I am a social fuck-up, no doubt at all. My boyfriend invited a bunch of people over, people I've known for years, and they're all out on the porch barbeque-ing and drinking and smoking and so on, and I just can't tolerate going out there. I'm not drinking and I want no part in this "social" stuff. When they were eating outside I stood awkwardly inside by myself and ate everything with my hands and then scuttled right back to the computer. I've been among people for almost twenty-four years and I still have no idea how to deal with them. It's awesome. Almost unrelatedly, I think I really hate fun.

My new idea is to write small posts every day instead of long ones sporadically. Let's see how that goes.

Apr 24, 2007

Epiphany of the Week

Evidently, I am being paid to work, not to screw around on the Internet.

Apr 20, 2007

Crazy Sarcastic Rant

Why won't they heat my office? It's cold in here, at least as cold as it is outside, hovering in the low 50s. Thanks, bureaucratic powers-that-be, for an office where it is possible to shiver in a down jacket and a scratchy scarf wrapped several times around the neck. My feet are cold through my shoes; as for my hands, I have to take breaks from typing every few minutes to sit on them lest I get the hypothermy.

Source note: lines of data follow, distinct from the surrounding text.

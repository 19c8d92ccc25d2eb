//! MetaKube provider CLI entrypoint.
//!
//! Drives resource operations from model and state files, the way an
//! orchestrator would.

use std::path::{Path, PathBuf};
use std::process::ExitCode;

use clap::Parser;
use tokio_util::sync::CancellationToken;
use tracing::{debug, info, warn};

use metakube_provider::cli::{
    Cli, Commands, OutputFormatter, ResourceKind, load_plan, load_state, to_value,
};
use metakube_provider::config::{ConfigParser, ProviderConfig, find_config_file};
use metakube_provider::context::OperationContext;
use metakube_provider::diagnostics::Diagnostics;
use metakube_provider::error::Result;
use metakube_provider::logging::init_logging;
use metakube_provider::resources::{
    ClusterResource, ClusterRoleBindingResource, NodeDeploymentResource, ProjectDataSource,
    Resource, RoleBindingResource, SshKeyResource,
};
use metakube_provider::schema::{
    self, ClusterModel, ClusterRoleBindingModel, NodeDeploymentModel, RoleBindingModel, SshKeyModel,
};
use metakube_provider::validate::{validate_cluster_local, validate_node_deployment_local};

/// Main entrypoint.
fn main() -> ExitCode {
    let cli = Cli::parse();
    let formatter = OutputFormatter::new(cli.output);

    let config = match load_config(&cli) {
        Ok(config) => config,
        Err(e) => {
            eprintln!("{}", formatter.format_diagnostics(&e.to_diagnostics()));
            return ExitCode::FAILURE;
        }
    };

    if let Err(e) = init_logging(&config) {
        eprintln!("Failed to initialize logging: {e}");
    }

    let runtime = match tokio::runtime::Runtime::new() {
        Ok(rt) => rt,
        Err(e) => {
            eprintln!("Failed to create async runtime: {e}");
            return ExitCode::FAILURE;
        }
    };

    match runtime.block_on(run(cli, config, &formatter)) {
        Ok(true) => ExitCode::SUCCESS,
        Ok(false) => ExitCode::FAILURE,
        Err(e) => {
            eprintln!("{}", formatter.format_diagnostics(&e.to_diagnostics()));
            ExitCode::FAILURE
        }
    }
}

/// Loads the provider configuration named on the command line, or the
/// nearest `metakube.yaml`, then applies environment overrides.
fn load_config(cli: &Cli) -> Result<ProviderConfig> {
    let path = match &cli.config {
        Some(path) => Some(path.clone()),
        None => std::env::current_dir().ok().and_then(find_config_file),
    };

    let base = path
        .as_deref()
        .and_then(Path::parent)
        .map_or_else(|| PathBuf::from("."), Path::to_path_buf);
    let mut config = ConfigParser::new().with_base_path(base).load(path.as_deref())?;

    if cli.verbose {
        config.debug = true;
    }
    Ok(config)
}

/// One resource operation requested on the command line.
enum Action {
    Create(PathBuf),
    Read(PathBuf),
    Update(PathBuf, PathBuf),
    Delete(PathBuf),
    Import(String),
}

/// Main async entry point. Returns false when the operation reported errors.
async fn run(cli: Cli, config: ProviderConfig, formatter: &OutputFormatter) -> Result<bool> {
    let (kind, action) = match cli.command {
        Commands::Validate { kind, file } => return cmd_validate(kind, &file, formatter),
        Commands::Check => return cmd_check(&config, &cli.host_version, formatter).await,
        Commands::Project { name } => {
            return cmd_project(&config, &cli.host_version, &name, formatter).await;
        }
        Commands::Create { kind, file } => (kind, Action::Create(file)),
        Commands::Read { kind, state } => (kind, Action::Read(state)),
        Commands::Update { kind, state, file } => (kind, Action::Update(state, file)),
        Commands::Delete { kind, state } => (kind, Action::Delete(state)),
        Commands::Import { kind, id } => (kind, Action::Import(id)),
    };

    let client = config.client(&cli.host_version)?;
    let ctx = interruptible_context();

    match kind {
        ResourceKind::Cluster => execute(&ClusterResource::new(client), &ctx, action, formatter).await,
        ResourceKind::NodeDeployment => {
            execute(&NodeDeploymentResource::new(client), &ctx, action, formatter).await
        }
        ResourceKind::Sshkey => execute(&SshKeyResource::new(client), &ctx, action, formatter).await,
        ResourceKind::RoleBinding => {
            execute(&RoleBindingResource::new(client), &ctx, action, formatter).await
        }
        ResourceKind::ClusterRoleBinding => {
            execute(&ClusterRoleBindingResource::new(client), &ctx, action, formatter).await
        }
    }
}

/// Creates a context cancelled on Ctrl-C.
fn interruptible_context() -> OperationContext {
    let cancel = CancellationToken::new();
    let signal = cancel.clone();
    tokio::spawn(async move {
        if tokio::signal::ctrl_c().await.is_ok() {
            warn!("Interrupted, cancelling the running operation");
            signal.cancel();
        }
    });
    OperationContext::with_cancellation(cancel)
}

/// Runs one operation of resource `R` and prints its outcome.
async fn execute<R: Resource>(
    resource: &R,
    ctx: &OperationContext,
    action: Action,
    formatter: &OutputFormatter,
) -> Result<bool> {
    let schema = resource.schema();
    let response = match action {
        Action::Create(file) => resource.create(ctx, load_plan(schema, &file, None)?).await?,
        Action::Read(state) => resource.read(ctx, load_state(&state)?).await?,
        Action::Update(state, file) => {
            let prior: R::Model = load_state(&state)?;
            let plan = load_plan(schema, &file, Some(&to_value(&prior)?))?;
            resource.update(ctx, prior, plan).await?
        }
        Action::Delete(state) => {
            let diagnostics = resource.delete(ctx, load_state(&state)?).await?;
            println!("{}", formatter.format_diagnostics(&diagnostics));
            info!("{} deleted", schema.type_name);
            return Ok(!diagnostics.has_errors());
        }
        Action::Import(id) => resource.import(ctx, &id).await?,
    };

    println!("{}", formatter.format_response(schema, &response)?);
    Ok(!response.has_errors())
}

/// Validates a model file without calling the API.
fn cmd_validate(kind: ResourceKind, file: &Path, formatter: &OutputFormatter) -> Result<bool> {
    debug!("Validating {kind:?} model {}", file.display());

    let diagnostics = match kind {
        ResourceKind::Cluster => {
            let model: ClusterModel = load_plan(&schema::cluster::SCHEMA, file, None)?;
            validate_cluster_local(&model)
        }
        ResourceKind::NodeDeployment => {
            let model: NodeDeploymentModel = load_plan(&schema::node_deployment::SCHEMA, file, None)?;
            validate_node_deployment_local(&model)
        }
        ResourceKind::Sshkey => {
            load_plan::<SshKeyModel>(&schema::sshkey::SCHEMA, file, None)?;
            Diagnostics::new()
        }
        ResourceKind::RoleBinding => {
            load_plan::<RoleBindingModel>(&schema::bindings::ROLE_BINDING_SCHEMA, file, None)?;
            Diagnostics::new()
        }
        ResourceKind::ClusterRoleBinding => {
            load_plan::<ClusterRoleBindingModel>(&schema::bindings::CLUSTER_ROLE_BINDING_SCHEMA, file, None)?;
            Diagnostics::new()
        }
    };

    println!("{}", formatter.format_diagnostics(&diagnostics));
    Ok(!diagnostics.has_errors())
}

/// Validates the provider configuration and lists visible projects.
async fn cmd_check(config: &ProviderConfig, host_version: &str, formatter: &OutputFormatter) -> Result<bool> {
    let client = config.client(host_version)?;
    let projects = client.list_projects().await?;
    info!("Token can see {} projects", projects.len());

    println!("{}", formatter.format_projects(&projects));
    Ok(true)
}

/// Looks a project up by name.
async fn cmd_project(
    config: &ProviderConfig,
    host_version: &str,
    name: &str,
    formatter: &OutputFormatter,
) -> Result<bool> {
    let source = ProjectDataSource::new(config.client(host_version)?);
    let response = source.read(&OperationContext::new(), name).await?;

    println!("{}", formatter.format_response(&schema::project::SCHEMA, &response)?);
    Ok(!response.has_errors())
}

Since I am currently in the business of insincerely thanking faceless entities, I thank "fate," "Them," "the Man," etc, for this job I need in order to pay the bills, and for a few reasons besides; and which, I am fake-happy to report, I believe has actively made me dumber, gutted my formerly active imagination, and turned me into a crap writer. And thank you, job, for recently requiring my attentions during my already meager "free" time, which ought to be spent learning calculus.


Thanks, genes + environment = predetermination, or whatever you are, for my being somebody who cannot stomach risk, whose mind goes blank in the company of conspecifics, someone avoidant almost to the point of total crazy.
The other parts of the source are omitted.